Principal Advisor, Productivity Commission
26 July 2019

The 50th anniversary of the moon landings got me thinking about 1960s tech and work. Not that I was working back then – I watched a scratchy B&W TV broadcast at primary school.

John F. Kennedy’s 1962 speech is remembered for the line: “We choose to go to the Moon in this decade and do the other things, not because they are easy, but because they are hard”.

JFK was responding to evidence of the technological superiority of the USSR, which he saw as an existential threat. As he said, “the vows of this Nation can only be fulfilled if we in this Nation are first, and, therefore, we intend to be first.”

The 1960s saw significant change to tech and to work, and concern about possible downsides. To achieve the moon programme, NASA had to grow within a decade from a handful of employees to over 400,000. According to JFK’s speech, tech change was occurring at “a breathtaking pace, and such a pace cannot help but create new ills as it dispels old, new ignorance, new problems, new dangers.”

The US government became concerned about the impact of tech change on the workplace in the early 1960s. US unemployment had been high since the end of the Korean War, and there was a belief that technological change is a major source of unemployment. These concerns led Lyndon B Johnston to create a National Commission on Technology, Automation, and Economic Progress in 1964, saying:

Technology is creating both new opportunities and new obligations for us-opportunity for greater productivity and progress--obligation to be sure that no workingman, no family must pay an unjust price for progress.

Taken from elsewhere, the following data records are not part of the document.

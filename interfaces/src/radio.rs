//! Radio Collaborator Interface
//!
//! Blocking, sample-accurate receive/transmit of one tick worth of baseband
//! samples for every carrier and antenna port.

use crate::InterfaceError;
use num_complex::Complex32;
use std::fmt;

/// Sample-accurate timestamp: number of samples since the radio started streaming
#[derive(Debug, Clone, Copy, PartialEq, Eq, PartialOrd, Ord, Hash, Default)]
pub struct RfTimestamp(pub u64);

impl RfTimestamp {
    /// Timestamp `nof_samples` later
    pub fn add_samples(self, nof_samples: u64) -> Self {
        Self(self.0 + nof_samples)
    }

    /// Timestamp in seconds for a given sample rate
    pub fn as_secs(&self, sample_rate: f64) -> f64 {
        self.0 as f64 / sample_rate
    }
}

impl fmt::Display for RfTimestamp {
    fn fmt(&self, f: &mut fmt::Formatter<'_>) -> fmt::Result {
        write!(f, "{}", self.0)
    }
}

/// One tick of baseband samples for every (carrier, port) channel
///
/// Channels are laid out carrier-major: channel `cc * nof_ports + port`.
#[derive(Clone)]
pub struct RfBufferSet {
    nof_carriers: usize,
    nof_ports: usize,
    nof_samples: usize,
    buffers: Vec<Vec<Complex32>>,
}

impl RfBufferSet {
    /// Allocate zeroed buffers
    pub fn new(nof_carriers: usize, nof_ports: usize, nof_samples: usize) -> Self {
        let buffers = (0..nof_carriers * nof_ports)
            .map(|_| vec![Complex32::new(0.0, 0.0); nof_samples])
            .collect();

        Self {
            nof_carriers,
            nof_ports,
            nof_samples,
            buffers,
        }
    }

    /// Number of component carriers
    pub fn nof_carriers(&self) -> usize {
        self.nof_carriers
    }

    /// Number of antenna ports per carrier
    pub fn nof_ports(&self) -> usize {
        self.nof_ports
    }

    /// Samples per channel
    pub fn nof_samples(&self) -> usize {
        self.nof_samples
    }

    /// Total number of radio channels
    pub fn nof_channels(&self) -> usize {
        self.buffers.len()
    }

    /// Samples of one carrier/port
    pub fn get(&self, cc: usize, port: usize) -> &[Complex32] {
        &self.buffers[cc * self.nof_ports + port]
    }

    /// Mutable samples of one carrier/port
    pub fn get_mut(&mut self, cc: usize, port: usize) -> &mut [Complex32] {
        &mut self.buffers[cc * self.nof_ports + port]
    }

    /// Samples of a flat radio channel index
    pub fn channel(&self, channel: usize) -> &[Complex32] {
        &self.buffers[channel]
    }

    /// Mutable samples of a flat radio channel index
    pub fn channel_mut(&mut self, channel: usize) -> &mut [Complex32] {
        &mut self.buffers[channel]
    }

    /// Replace one channel with externally produced samples (length must match)
    pub fn set_channel(&mut self, channel: usize, samples: Vec<Complex32>) -> Result<(), InterfaceError> {
        if samples.len() != self.nof_samples || channel >= self.buffers.len() {
            return Err(InterfaceError::InvalidConfig(format!(
                "channel {} expects {} samples, got {}",
                channel,
                self.nof_samples,
                samples.len()
            )));
        }
        self.buffers[channel] = samples;
        Ok(())
    }

    /// Zero every channel
    pub fn zero(&mut self) {
        for buffer in &mut self.buffers {
            buffer.fill(Complex32::new(0.0, 0.0));
        }
    }

    /// Average power over all channels
    pub fn average_power(&self) -> f32 {
        let total: usize = self.buffers.iter().map(|b| b.len()).sum();
        if total == 0 {
            return 0.0;
        }
        let energy: f32 = self
            .buffers
            .iter()
            .flat_map(|b| b.iter())
            .map(|s| s.norm_sqr())
            .sum();
        energy / total as f32
    }
}

impl fmt::Debug for RfBufferSet {
    fn fmt(&self, f: &mut fmt::Formatter<'_>) -> fmt::Result {
        f.debug_struct("RfBufferSet")
            .field("nof_carriers", &self.nof_carriers)
            .field("nof_ports", &self.nof_ports)
            .field("nof_samples", &self.nof_samples)
            .finish()
    }
}

/// Radio device consumed by the PHY Tx/Rx thread
pub trait RadioInterface: Send + Sync {
    /// Block until one buffer set worth of samples has been received.
    /// On return `timestamp` holds the time of the first sample.
    fn rx_now(&self, buffers: &mut RfBufferSet, timestamp: &mut RfTimestamp) -> Result<(), InterfaceError>;

    /// Transmit a buffer set starting at `timestamp`
    fn tx(&self, buffers: &RfBufferSet, timestamp: RfTimestamp) -> Result<(), InterfaceError>;

    /// Number of radio channels (carriers x ports)
    fn nof_channels(&self) -> usize;

    /// Sample rate in Hz
    fn sample_rate(&self) -> f64;
}

/// Sink for asynchronous radio events
pub trait RadioEventHandler: Send + Sync {
    /// Receive samples were lost
    fn radio_overflow(&self);

    /// Transmit stream ran dry
    fn radio_underflow(&self);

    /// A transmission arrived after its timestamp
    fn radio_late(&self);

    /// Unrecoverable device error
    fn radio_failure(&self);
}
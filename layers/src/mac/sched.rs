//! Scheduling Decisions Exchanged with the PHY
//!
//! Grants produced by the stack for one tick and one carrier. The PHY encodes
//! the DCIs and shared channels they describe and reports the outcome back
//! through `StackInterfacePhy`.

use crate::phy::sch::{dl_tbs, ul_tbs};
use bytes::Bytes;
use common::Rnti;

/// Downlink assignment with its transport block
#[derive(Debug, Clone, PartialEq)]
pub struct DlGrant {
    pub rnti: Rnti,
    pub harq_pid: u8,
    pub mcs: u8,
    pub ndi: bool,
    pub rv: u8,
    pub prb_start: u16,
    pub nof_prb: u16,
    /// PDCCH aggregation level (1, 2, 4 or 8)
    pub aggregation: u8,
    /// Transport block, padded or cut to the TBS by the PHY
    pub data: Bytes,
}

impl DlGrant {
    /// Transport block size in bytes for a control region of `cfi` symbols
    pub fn tbs(&self, cfi: u8) -> usize {
        dl_tbs(self.mcs, self.nof_prb, cfi)
    }
}

/// Uplink grant, signalled at the DL tick and received `k_pusch` ticks later
#[derive(Debug, Clone, PartialEq)]
pub struct UlGrant {
    pub rnti: Rnti,
    pub harq_pid: u8,
    pub mcs: u8,
    pub ndi: bool,
    pub rv: u8,
    pub prb_start: u16,
    pub nof_prb: u16,
    pub aggregation: u8,
}

impl UlGrant {
    /// Transport block size in bytes
    pub fn tbs(&self) -> usize {
        ul_tbs(self.mcs, self.nof_prb)
    }
}

/// Downlink scheduling of one carrier for one tick
#[derive(Debug, Clone, PartialEq)]
pub struct DlSchedResult {
    /// Control region size in symbols (1..=3)
    pub cfi: u8,
    pub grants: Vec<DlGrant>,
}

impl Default for DlSchedResult {
    fn default() -> Self {
        Self {
            cfi: 2,
            grants: Vec::new(),
        }
    }
}

/// Uplink scheduling of one carrier for one tick
#[derive(Debug, Clone, Default, PartialEq)]
pub struct UlSchedResult {
    pub grants: Vec<UlGrant>,
}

Automation is not our enemy. Our enemies are ignorance, indifference, and inertia. Automation can be the ally of our prosperity if we will just look ahead, if we will understand what is to come, and if we will set our course wisely after proper planning for the future.

The National Commission’s terms of reference were, in part:

a) To identify and assess the past effects and the current and prospective role and pace of technological change;

b) To identify and describe the impact of technological and economic change on production and employment, including new job requirements and the major types of worker displacement, both technological and economic, which are likely to occur during the next 10 years; the specific industries, occupations and geographic areas which are most likely to be involved; and the social and economic effects of these developments on the Nation’s economy, manpower, communities, families, social structure and human values.

These are eerily similar to those of the Productivity Commission’s inquiry!

LBJ’s National Commission reported in 1966. It noted that:

The fear has even been expressed by some that technological change would in the near future not only cause increasing unemployment, but that eventually it would eliminate all but a few jobs, with the major portion of what we now call work being performed automatically by machine. (p. xii)

The National Commission found that unemployment had fallen since the original fears were raised that led to the Commission, that technological change had, indeed, accelerated, that productivity growth was the best measure of technological progress, and that automation would lead to more, rather than less jobs. The Commission made some recommendations, mostly around helping workers affected by change. It made no recommendations that would slow or impede further technological progress.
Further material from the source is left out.